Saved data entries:
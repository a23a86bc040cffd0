//! Score command handler.
//!
//! Implements the `score` subcommand: the full category breakdown for a
//! single device, scored relative to the rest of its catalog.

use crate::cli::rank::catalog_title;
use crate::model::{DeviceScore, WeightVector};
use crate::pipeline::{
    auto_detect_format, exit_codes, load_catalog_with_context, should_use_color, write_output,
    OutputTarget,
};
use crate::ranking::RankingEngine;
use crate::reports::ReportFormat;
use anyhow::{bail, Result};
use serde_json::json;
use std::path::PathBuf;

/// Score command configuration
#[derive(Debug, Clone)]
pub struct ScoreConfig {
    pub catalog_path: PathBuf,
    pub device_id: String,
    pub weights: WeightVector,
    pub output: ReportFormat,
    pub output_file: Option<PathBuf>,
    pub no_color: bool,
    pub quiet: bool,
}

/// Run the score command, returning the desired exit code.
pub fn run_score(config: ScoreConfig) -> Result<i32> {
    let catalog = load_catalog_with_context(&config.catalog_path)?;

    let engine = RankingEngine::new(config.weights);
    let ranked = engine.rank(&catalog);
    let Some(score) = ranked.iter().find(|s| s.device_id == config.device_id) else {
        bail!(
            "Device id not found in catalog: {} (catalog holds {} devices)",
            config.device_id,
            catalog.len()
        );
    };

    let target = OutputTarget::from_option(config.output_file.clone());
    let output_text = match auto_detect_format(config.output, &target) {
        ReportFormat::Json => format_score_json(score, &config, ranked.len()),
        _ => format_score_breakdown(score, &config, ranked.len()),
    };
    write_output(&output_text, &target, config.quiet)?;

    Ok(exit_codes::SUCCESS)
}

/// Format a single-device breakdown as JSON
fn format_score_json(score: &DeviceScore, config: &ScoreConfig, catalog_size: usize) -> String {
    let output = json!({
        "tool": "devrank",
        "version": env!("CARGO_PKG_VERSION"),
        "catalog": catalog_title(&config.catalog_path),
        "catalog_size": catalog_size,
        "score": score,
    });
    serde_json::to_string_pretty(&output).unwrap_or_default()
}

/// Format a single-device breakdown for terminal output
fn format_score_breakdown(score: &DeviceScore, config: &ScoreConfig, catalog_size: usize) -> String {
    let use_color = should_use_color(config.no_color);
    let (color, reset) = if use_color {
        let color = match score.grade() {
            crate::model::Grade::A | crate::model::Grade::B => "\x1b[32m",
            crate::model::Grade::C | crate::model::Grade::D => "\x1b[33m",
            crate::model::Grade::F => "\x1b[31m",
        };
        (color, "\x1b[0m")
    } else {
        ("", "")
    };

    let mut lines = Vec::new();
    lines.push(format!(
        "Score Breakdown: {} ({})",
        score.device_name,
        catalog_title(&config.catalog_path)
    ));
    lines.push(String::new());
    lines.push(format!(
        "Overall: {}{}/100 (Grade: {}){}  -  rank {} of {}",
        color,
        score.overall,
        score.grade().letter(),
        reset,
        score.rank,
        catalog_size
    ));
    lines.push(String::new());

    lines.push("Category Scores:".to_string());
    for (category, value) in score.categories.iter() {
        let marker = if score.strengths.contains(&category) {
            "  [strength]"
        } else if score.weaknesses.contains(&category) {
            "  [weakness]"
        } else {
            ""
        };
        lines.push(format!("  {:<12} {value:>5.1}/100{marker}", category.name()));
    }

    lines.join("\n")
}
//! CSV report generation for spreadsheet import.

use super::{ReportContext, ReportError, ReportFormat, ReportGenerator};
use crate::model::{Category, DeviceScore};
use crate::ranking::ComparisonAnalysis;
use std::fmt::Write as _;

/// Flat CSV rows, one device per line
#[derive(Debug, Clone, Default)]
pub struct CsvReporter;

impl CsvReporter {
    /// Create a CSV reporter
    #[must_use]
    pub const fn new() -> Self {
        Self
    }

    fn render_rows(ranking: &[DeviceScore]) -> Result<String, std::fmt::Error> {
        let mut out = String::new();
        writeln!(
            out,
            "rank,device_id,device_name,overall,grade,price,performance,battery,camera,display,design,features,strengths,weaknesses"
        )?;
        for score in ranking {
            let strengths: Vec<&str> = score.strengths.iter().map(Category::name).collect();
            let weaknesses: Vec<&str> = score.weaknesses.iter().map(Category::name).collect();
            writeln!(
                out,
                "{},{},{},{},{},{:.1},{:.1},{:.1},{:.1},{:.1},{:.1},{:.1},{},{}",
                score.rank,
                escape_field(&score.device_id),
                escape_field(&score.device_name),
                score.overall,
                score.grade().letter(),
                score.categories.price,
                score.categories.performance,
                score.categories.battery,
                score.categories.camera,
                score.categories.display,
                score.categories.design,
                score.categories.features,
                escape_field(&strengths.join("; ")),
                escape_field(&weaknesses.join("; ")),
            )?;
        }
        Ok(out)
    }
}

/// Quote a CSV field when it contains a delimiter, quote, or newline
fn escape_field(field: &str) -> String {
    if field.contains(',') || field.contains('"') || field.contains('\n') {
        format!("\"{}\"", field.replace('"', "\"\""))
    } else {
        field.to_string()
    }
}

impl ReportGenerator for CsvReporter {
    fn generate_ranking_report(
        &self,
        ranking: &[DeviceScore],
        _context: &ReportContext,
    ) -> Result<String, ReportError> {
        Ok(Self::render_rows(ranking)?)
    }

    /// CSV carries only the flat ranked rows; analysis structure does not
    /// flatten usefully into a spreadsheet
    fn generate_analysis_report(
        &self,
        _analysis: &ComparisonAnalysis,
        ranking: &[DeviceScore],
        _context: &ReportContext,
    ) -> Result<String, ReportError> {
        Ok(Self::render_rows(ranking)?)
    }

    fn format(&self) -> ReportFormat {
        ReportFormat::Csv
    }
}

EXERCISE BRIEF: Beginning at the line that holds "structure does not", reproduce each line of the records above down to and including the last one.

PROBLEM SOLUTION:
    /// CSV carries only the flat ranked rows; analysis structure does not
    /// flatten usefully into a spreadsheet
    fn generate_analysis_report(
        &self,
        _analysis: &ComparisonAnalysis,
        ranking: &[DeviceScore],
        _context: &ReportContext,
    ) -> Result<String, ReportError> {
        Ok(Self::render_rows(ranking)?)
    }

    fn format(&self) -> ReportFormat {
        ReportFormat::Csv
    }
}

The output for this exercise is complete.